Обсуждение: SR standby hangs

Поиск
Список
Период
Сортировка

SR standby hangs

От
Andrew Dunstan
Дата:
PostgreSQL Experts Inc has a client with a 9.0.2 streaming replication 
server that somehow becomes wedged after running for some time.

The server is running as a warm standby, and the client's application 
tries to connect to both the master and the slave, accepting whichever 
lets it connect (hence hot standby is not turned on).

Archive files are being shipped as well as WAL streaming.

The symptom is that the recovery process blocks forever on a semaphore. 
We've crashed it and got the following backtrace:
   #0  0x0000003493ed5337 in semop () from /lib64/libc.so.6   #1  0x00000000005bd103 in PGSemaphoreLock
(sema=0x2b14986aec38,interruptOK=1   '\001') at pg_sema.c:420   #2  0x00000000005de645 in LockBufferForCleanup () at
bufmgr.c:2432  #3  0x0000000000463733 in heap_xlog_clean (lsn=<value optimized out>,   record=0x1787e1c0) at
heapam.c:4168  #4  heap2_redo (lsn=<value optimized out>, record=0x1787e1c0) at heapam.c:4858   #5  0x0000000000488780
inStartupXLOG () at xlog.c:6250   #6  0x000000000048a888 in StartupProcessMain () at xlog.c:9254   #7
0x00000000004a11efin AuxiliaryProcessMain (argc=2, argv=<value optimized   out>) at bootstrap.c:412   #8
0x00000000005c66c9in StartChildProcess (type=StartupProcess) at   postmaster.c:4427   #9  0x00000000005c8ab7 in
PostmasterMain(argc=1, argv=0x17858bb0) at   postmaster.c:1088   #10 0x00000000005725fe in main (argc=1, argv=<value
optimizedout>) at main.c:188
 


The platform is CentOS 5.5 x86-64, kernel version 2.6.18-194.11.4.el5

I'm not quite sure where to start digging.

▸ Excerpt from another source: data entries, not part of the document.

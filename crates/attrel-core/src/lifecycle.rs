//! Component lifecycle shared by rules, matchers, policies and engines.
//!
//! Components are assembled on the build path, initialized once, and then
//! treated as read-only for the lifetime of their configuration generation.
//!
//! ```text
//! Uninitialized ──initialize()──▶ Initialized ──destroy()──▶ Destroyed
//!       │                              │
//!   (mutable)                     (read-only)
//! ```

use crate::error::ConfigError;

/// Lifecycle state of a configurable component.
#[derive(Debug, Clone, Copy, Default, PartialEq, Eq)]
pub enum ComponentState {
    /// Built but not yet initialized; may still be modified.
    #[default]
    Uninitialized,
    /// Initialized and read-only.
    Initialized,
    /// Destroyed; unusable.
    Destroyed,
}

impl ComponentState {
    /// Transition to `Initialized`.
    ///
    /// Initializing twice is a no-op. Initializing a destroyed component fails.
    pub fn initialize(&mut self, component: &str) -> Result<(), ConfigError> {
        match self {
            Self::Destroyed => Err(ConfigError::Destroyed {
                component: component.to_string(),
            }),
            _ => {
                *self = Self::Initialized;
                Ok(())
            }
        }
    }

    /// Transition to `Destroyed`.
    pub fn destroy(&mut self) {
        *self = Self::Destroyed;
    }

    #[must_use]
    pub fn is_initialized(&self) -> bool {
        matches!(self, Self::Initialized)
    }

    /// Fail unless the component is initialized and not destroyed.
    pub fn ensure_usable(&self, component: &str) -> Result<(), ConfigError> {
        match self {
            Self::Initialized => Ok(()),
            Self::Uninitialized => Err(ConfigError::NotInitialized {
                component: component.to_string(),
            }),
            Self::Destroyed => Err(ConfigError::Destroyed {
                component: component.to_string(),
            }),
        }
    }

    /// Fail unless the component can still be modified.
    pub fn ensure_mutable(&self, component: &str) -> Result<(), ConfigError> {
        match self {
            Self::Uninitialized => Ok(()),
            Self::Initialized => Err(ConfigError::immutable(component)),
            Self::Destroyed => Err(ConfigError::Destroyed {
                component: component.to_string(),
            }),
        }
    }
}

/// A component with an explicit initialize/validate/destroy lifecycle.
///
/// Implementations cascade each call to the components they contain.
pub trait Component {
    /// Identifier used in diagnostics.
    fn component_id(&self) -> &str;

    /// Check configuration and freeze the component.
    fn initialize(&mut self) -> Result<(), ConfigError>;

    /// Release the component. It cannot be used afterwards.
    fn destroy(&mut self);

    /// Check that the component, and everything it contains, is usable.
    fn validate(&self) -> Result<(), ConfigError>;

    fn is_initialized(&self) -> bool;
}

Has anyone else seen 
something similar? Our consultant reports having seen a similar problem 
elsewhere, at a client who was running hot standby on 9.0.1, but the 
problem did not recur, as it does fairly regularly with this client.

cheers

andrew



Re: SR standby hangs

От
Greg Stark
Дата:
On Fri, Feb 18, 2011 at 6:59 PM, Andrew Dunstan <amdunstan@nc.rr.com> wrote:
> The server is running as a warm standby, and the client's application tries
> to connect to both the master and the slave, accepting whichever lets it
> connect (hence hot standby is not turned on).
>...
>   #2  0x00000000005de645 in LockBufferForCleanup () at bufmgr.c:2432
>   #3  0x0000000000463733 in heap_xlog_clean (lsn=<value optimized out>,

Hm, if hot standby isn't turned on why are we bothering with locks at
all? But that said is there *anything* else happening in the database
aside from recovery? Are there any errors in the database log?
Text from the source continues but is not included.